La Tombe de Virgile

Je suis au but ! mes pas ont touché l’Italie.
Par le feu d’un beau ciel la nature embellie
Des langueurs du sommeil va tirer mes pinceaux ;
Mon luth s’élancera vers des accents nouveaux ;
Oui, je veux, à l’oubli condamnant ma tristesse,
Retrouver les transports de ma fraîche jeunesse ;
Mon cœur bat d’avenir, et du besoin des cieux ;
La gaîté de la vie éclate dans mes yeux ;
Déjà les passions, qui dormaient dans mes veines,
Réveillent les anneaux de leurs brûlantes chaînes ;
Le passé tout entier se ranime en un jour,
Et mon bonheur encore a les traits de l’amour.

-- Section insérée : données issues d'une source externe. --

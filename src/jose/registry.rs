// SPDX-License-Identifier: AGPL-3.0-or-later
//
// Copyright (C) 2026 Relational Network

//! Algorithm registry.
//!
//! Maps `(family, id)` to a factory producing the concrete algorithm. Built
//! once at startup and shared behind an `Arc`; later registrations are
//! allowed but take a write lock.
//!
//! Lookups never fall back across families: `A256KW` is a key encryption
//! algorithm and resolving it as a signature algorithm fails.

use std::collections::HashMap;
use std::fmt;
use std::sync::{Arc, PoisonError, RwLock};

use super::cea::{AesCbcHmacContent, AesGcmContent, ContentEncryptionAlgorithm};
use super::dsa::{
    EcdsaSignature, EdDsaSignature, HmacSignature, NoSignature, RsaPadding, RsaSignature,
    SignatureAlgorithm,
};
use super::error::JoseError;
use super::hash::ShaVariant;
use super::jwk::EcCurve;
use super::kea::{
    AesGcmKeyWrap, AesKeyWrap, DirectKey, EcdhEs, KeyEncryptionAlgorithm, Pbes2, RsaKeyEncryption,
    RsaScheme,
};
use super::zip::{CompressionMethod, Deflate};

/// Default PBES2 salt input size in bytes.
pub const DEFAULT_PBES2_SALT_SIZE: usize = 64;

/// Default PBES2 iteration count.
pub const DEFAULT_PBES2_ITERATIONS: u32 = 4096;

/// The four algorithm families a token can reference.
#[derive(Debug, Clone, Copy, PartialEq, Eq, Hash)]
pub enum AlgorithmFamily {
    /// Digital signature (JWS `alg`).
    Dsa,
    /// Key encryption (JWE `alg`).
    Kea,
    /// Content encryption (JWE `enc`).
    Cea,
    /// Compression (JWE `zip`).
    Compression,
}

impl fmt::Display for AlgorithmFamily {
    fn fmt(&self, f: &mut fmt::Formatter<'_>) -> fmt::Result {
        match self {
            AlgorithmFamily::Dsa => write!(f, "signature"),
            AlgorithmFamily::Kea => write!(f, "key encryption"),
            AlgorithmFamily::Cea => write!(f, "content encryption"),
            AlgorithmFamily::Compression => write!(f, "compression"),
        }
    }
}

type Factory<T> = Arc<dyn Fn() -> Arc<T> + Send + Sync>;

/// Factory for one algorithm; the variant fixes the family.
#[derive(Clone)]
pub enum AlgorithmFactory {
    Dsa(Factory<dyn SignatureAlgorithm>),
    Kea(Factory<dyn KeyEncryptionAlgorithm>),
    Cea(Factory<dyn ContentEncryptionAlgorithm>),
    Compression(Factory<dyn CompressionMethod>),
}

impl AlgorithmFactory {
    pub fn dsa<A, F>(factory: F) -> Self
    where
        A: SignatureAlgorithm + 'static,
        F: Fn() -> A + Send + Sync + 'static,
    {
        AlgorithmFactory::Dsa(Arc::new(move || Arc::new(factory()) as Arc<dyn SignatureAlgorithm>))
    }

    pub fn kea<A, F>(factory: F) -> Self
    where
        A: KeyEncryptionAlgorithm + 'static,
        F: Fn() -> A + Send + Sync + 'static,
    {
        AlgorithmFactory::Kea(Arc::new(move || {
            Arc::new(factory()) as Arc<dyn KeyEncryptionAlgorithm>
        }))
    }

    pub fn cea<A, F>(factory: F) -> Self
    where
        A: ContentEncryptionAlgorithm + 'static,
        F: Fn() -> A + Send + Sync + 'static,
    {
        AlgorithmFactory::Cea(Arc::new(move || {
            Arc::new(factory()) as Arc<dyn ContentEncryptionAlgorithm>
        }))
    }

    pub fn compression<A, F>(factory: F) -> Self
    where
        A: CompressionMethod + 'static,
        F: Fn() -> A + Send + Sync + 'static,
    {
        AlgorithmFactory::Compression(Arc::new(move || {
            Arc::new(factory()) as Arc<dyn CompressionMethod>
        }))
    }

    pub fn family(&self) -> AlgorithmFamily {
        match self {
            AlgorithmFactory::Dsa(_) => AlgorithmFamily::Dsa,
            AlgorithmFactory::Kea(_) => AlgorithmFamily::Kea,
            AlgorithmFactory::Cea(_) => AlgorithmFamily::Cea,
            AlgorithmFactory::Compression(_) => AlgorithmFamily::Compression,
        }
    }
}

impl fmt::Debug for AlgorithmFactory {
    fn fmt(&self, f: &mut fmt::Formatter<'_>) -> fmt::Result {
        f.debug_tuple("AlgorithmFactory").field(&self.family()).finish()
    }
}

/// A resolved algorithm instance.
#[derive(Clone)]
pub enum Algorithm {
    Dsa(Arc<dyn SignatureAlgorithm>),
    Kea(Arc<dyn KeyEncryptionAlgorithm>),
    Cea(Arc<dyn ContentEncryptionAlgorithm>),
    Compression(Arc<dyn CompressionMethod>),
}

impl Algorithm {
    pub fn id(&self) -> &str {
        match self {
            Algorithm::Dsa(a) => a.id(),
            Algorithm::Kea(a) => a.id(),
            Algorithm::Cea(a) => a.id(),
            Algorithm::Compression(a) => a.id(),
        }
    }
}

/// Registry of every algorithm a codec may be configured with.
pub struct AlgorithmRegistry {
    entries: RwLock<HashMap<(AlgorithmFamily, String), AlgorithmFactory>>,
}

impl Default for AlgorithmRegistry {
    fn default() -> Self {
        Self::new()
    }
}

impl fmt::Debug for AlgorithmRegistry {
    fn fmt(&self, f: &mut fmt::Formatter<'_>) -> fmt::Result {
        let count = self
            .entries
            .read()
            .unwrap_or_else(PoisonError::into_inner)
            .len();
        f.debug_struct("AlgorithmRegistry")
            .field("entries", &count)
            .finish()
    }
}

impl AlgorithmRegistry {
    /// Registry with every built-in algorithm and default PBES2 parameters.
    pub fn new() -> Self {
        Self::with_pbes2(DEFAULT_PBES2_SALT_SIZE, DEFAULT_PBES2_ITERATIONS)
    }

    /// Registry with no algorithms at all.
    pub fn empty() -> Self {
        Self {
            entries: RwLock::new(HashMap::new()),
        }
    }

    /// Registry with every built-in algorithm and the given PBES2 parameters.
    pub fn with_pbes2(salt_size: usize, iterations: u32) -> Self {
        let registry = Self::empty();
        registry.register_signatures();
        registry.register_key_encryption(salt_size, iterations);
        registry.register_content_encryption();
        registry.register("DEF", AlgorithmFactory::compression(|| Deflate));
        registry
    }

    /// Register `factory` under `id` in the factory's family, replacing any
    /// previous entry for that pair.
    pub fn register(&self, id: &str, factory: AlgorithmFactory) {
        let key = (factory.family(), id.to_string());
        self.entries
            .write()
            .unwrap_or_else(PoisonError::into_inner)
            .insert(key, factory);
    }

    /// Whether `id` is registered in `family`.
    pub fn contains(&self, family: AlgorithmFamily, id: &str) -> bool {
        self.entries
            .read()
            .unwrap_or_else(PoisonError::into_inner)
            .contains_key(&(family, id.to_string()))
    }

    /// Sorted ids registered in `family`.
    pub fn ids(&self, family: AlgorithmFamily) -> Vec<String> {
        let mut ids: Vec<String> = self
            .entries
            .read()
            .unwrap_or_else(PoisonError::into_inner)
            .keys()
            .filter(|(f, _)| *f == family)
            .map(|(_, id)| id.clone())
            .collect();
        ids.sort();
        ids
    }

    /// Build a fresh instance of `id` in `family`.
    pub fn resolve(&self, family: AlgorithmFamily, id: &str) -> Result<Algorithm, JoseError> {
        let factory = self
            .entries
            .read()
            .unwrap_or_else(PoisonError::into_inner)
            .get(&(family, id.to_string()))
            .cloned()
            .ok_or_else(|| JoseError::UnknownAlgorithm {
                family,
                id: id.to_string(),
            })?;

        Ok(match factory {
            AlgorithmFactory::Dsa(f) => Algorithm::Dsa(f()),
            AlgorithmFactory::Kea(f) => Algorithm::Kea(f()),
            AlgorithmFactory::Cea(f) => Algorithm::Cea(f()),
            AlgorithmFactory::Compression(f) => Algorithm::Compression(f()),
        })
    }

    pub fn signature(&self, id: &str) -> Result<Arc<dyn SignatureAlgorithm>, JoseError> {
        match self.resolve(AlgorithmFamily::Dsa, id)? {
            Algorithm::Dsa(alg) => Ok(alg),
            _ => Err(unknown(AlgorithmFamily::Dsa, id)),
        }
    }

    pub fn key_encryption(&self, id: &str) -> Result<Arc<dyn KeyEncryptionAlgorithm>, JoseError> {
        match self.resolve(AlgorithmFamily::Kea, id)? {
            Algorithm::Kea(alg) => Ok(alg),
            _ => Err(unknown(AlgorithmFamily::Kea, id)),
        }
    }

    pub fn content_encryption(
        &self,
        id: &str,
    ) -> Result<Arc<dyn ContentEncryptionAlgorithm>, JoseError> {
        match self.resolve(AlgorithmFamily::Cea, id)? {
            Algorithm::Cea(alg) => Ok(alg),
            _ => Err(unknown(AlgorithmFamily::Cea, id)),
        }
    }

    pub fn compression(&self, id: &str) -> Result<Arc<dyn CompressionMethod>, JoseError> {
        match self.resolve(AlgorithmFamily::Compression, id)? {
            Algorithm::Compression(alg) => Ok(alg),
            _ => Err(unknown(AlgorithmFamily::Compression, id)),
        }
    }

    fn register_signatures(&self) {
        for (id, hash) in [
            ("HS256", ShaVariant::Sha256),
            ("HS384", ShaVariant::Sha384),
            ("HS512", ShaVariant::Sha512),
        ] {
            self.register(id, AlgorithmFactory::dsa(move || HmacSignature::new(id, hash)));
        }

        for (id, hash, padding) in [
            ("RS256", ShaVariant::Sha256, RsaPadding::Pkcs1v15),
            ("RS384", ShaVariant::Sha384, RsaPadding::Pkcs1v15),
            ("RS512", ShaVariant::Sha512, RsaPadding::Pkcs1v15),
            ("PS256", ShaVariant::Sha256, RsaPadding::Pss),
            ("PS384", ShaVariant::Sha384, RsaPadding::Pss),
            ("PS512", ShaVariant::Sha512, RsaPadding::Pss),
        ] {
            self.register(
                id,
                AlgorithmFactory::dsa(move || RsaSignature::new(id, hash, padding)),
            );
        }

        for (id, curve) in [
            ("ES256", EcCurve::P256),
            ("ES384", EcCurve::P384),
            ("ES512", EcCurve::P521),
        ] {
            self.register(id, AlgorithmFactory::dsa(move || EcdsaSignature::new(id, curve)));
        }

        self.register("EdDSA", AlgorithmFactory::dsa(|| EdDsaSignature));
        self.register("none", AlgorithmFactory::dsa(|| NoSignature));
        self.register("None", AlgorithmFactory::dsa(|| NoSignature));
    }

    fn register_key_encryption(&self, salt_size: usize, iterations: u32) {
        for (id, len) in [("A128KW", 16), ("A192KW", 24), ("A256KW", 32)] {
            self.register(id, AlgorithmFactory::kea(move || AesKeyWrap::new(id, len)));
        }
        for (id, len) in [("A128GCMKW", 16), ("A192GCMKW", 24), ("A256GCMKW", 32)] {
            self.register(id, AlgorithmFactory::kea(move || AesGcmKeyWrap::new(id, len)));
        }

        self.register("dir", AlgorithmFactory::kea(|| DirectKey));
        self.register("Dir", AlgorithmFactory::kea(|| DirectKey));

        self.register("ECDH-ES", AlgorithmFactory::kea(EcdhEs::direct));
        for (id, len) in [
            ("ECDH-ES+A128KW", 16),
            ("ECDH-ES+A192KW", 24),
            ("ECDH-ES+A256KW", 32),
        ] {
            self.register(id, AlgorithmFactory::kea(move || EcdhEs::with_key_wrap(id, len)));
        }

        for (id, hash) in [
            ("PBES2-HS256+A128KW", ShaVariant::Sha256),
            ("PBES2-HS384+A192KW", ShaVariant::Sha384),
            ("PBES2-HS512+A256KW", ShaVariant::Sha512),
        ] {
            self.register(
                id,
                AlgorithmFactory::kea(move || Pbes2::new(id, hash, salt_size, iterations)),
            );
        }

        for (id, scheme) in [
            ("RSA1_5", RsaScheme::Pkcs1v15),
            ("RSA-OAEP", RsaScheme::OaepSha1),
            ("RSA-OAEP-256", RsaScheme::OaepSha256),
        ] {
            self.register(id, AlgorithmFactory::kea(move || RsaKeyEncryption::new(id, scheme)));
        }
    }

    fn register_content_encryption(&self) {
        for (id, len) in [("A128GCM", 16), ("A192GCM", 24), ("A256GCM", 32)] {
            self.register(id, AlgorithmFactory::cea(move || AesGcmContent::new(id, len)));
        }
        for (id, hash) in [
            ("A128CBC-HS256", ShaVariant::Sha256),
            ("A192CBC-HS384", ShaVariant::Sha384),
            ("A256CBC-HS512", ShaVariant::Sha512),
        ] {
            self.register(id, AlgorithmFactory::cea(move || AesCbcHmacContent::new(id, hash)));
        }
    }
}

fn unknown(family: AlgorithmFamily, id: &str) -> JoseError {
    JoseError::UnknownAlgorithm {
        family,
        id: id.to_string(),
    }
}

Ainsi je m’écriais, quand, le long du rivage,
Qu’avait à peine encore effleuré mon voyage,
De l’Homère latin je cherchais le tombeau :
Mais en vain, de mon cœur soulevant le fardeau,
Je voulais m’agiter d’une sorte de joie,
L’ennui, comme un vautour, avait repris sa proie.
Le Vésuve encor blanc des neiges de l’hiver,
Les monts de Castel-Mar, dont le pied toujours vert
Semble de loin dormir sur la vague roulante,
N’enchantaient déjà plus ma pensée indolente.
Je croyais tressaillir sur un sol embaumé,
Et j’avais cru qu’un air, de génie enflammé,
Ferait, en m’inondant de sa clarté nouvelle,
D’un flambeau presque éteint jaillir une étincelle ;
Mais rien d’un feu nouveau ne venait m’avertir,
Et sans être arrivé, j’aurais voulu partir.
Tandis que j’avançais vers cette solitude,
Qu’implorent de si loin le travail et l’étude,
Mes yeux, du Pausilippe abordant la hauteur,
Y cherchèrent l’autel du coteau protecteur ;

Alors je vis la tombe où mon humble prière
Allait du grand poète invoquer la poussière,
Et déjà plein du dieu qu’admire l’univers,
Comme pour l’adorer, je répétais ses vers.
Les amandiers, courbés sous leur blanche parure,
Et du printemps en fleurs la première verdure,
Ombragèrent mes pas jusqu’au fond des vergers,
Où dort le chantre heureux des bois et des bergers.
N’ai-je point dû frémir d’une ardeur inquiète,
Sur ce sol consacré qui doit rendre poète ?
Morne, hélas ! et plus froid que le marbre glacé,
Où le nom de Virgile est le seul effacé,
Sans pouvoir de sa cendre arracher quelque flamme,
Du désir de penser je tourmentais mon âme.
L’aspect d’un beau pays, si pur, si jeune encor,
Qu’il faut y voir mourir, pour y croire à la mort,
Cet asile où Pétrarque, inclinant son génie,
Vint d’un nouveau langage inventer l’harmonie ;
Ce monument sacré, ce temple, ce tombeau,
Que le Tasse, peut-être, aperçut du berceau,

Rien n’a pu, réveillant ma paupière alourdie,
Ramener quelques pleurs sur ma lyre engourdie.
Vous, qui vous souvenez du laurier qu’en ces lieux
Avait planté d’Arqua le fils harmonieux,
Vous n’y trouverez plus son ombre solennelle :
Cet arbre de la gloire est plus fragile qu’elle ;
L’espace qu’il couvrait sous la ronce est caché.
Autrefois poétique, et des muses cherché,
Le lierre indifférent semble les méconnaître,
Rampe autour de leur temple, et le dégrade en maître
Sous l’humide gazon qui surcharge le seuil,
J’aperçus à mes pieds la violette en deuil,
Je cherchai son parfum ; mais elle était de celles
Qui vivent pour nos yeux, et n’ont pas, quoique belles,
Ce langage embaumé que nous parlent les fleurs ;
Muette comme moi sous ses sombres couleurs,
J’y fus presque sensible, et de mon beau voyage
Je n’ai rien rapporté, que cette fleur sauvage.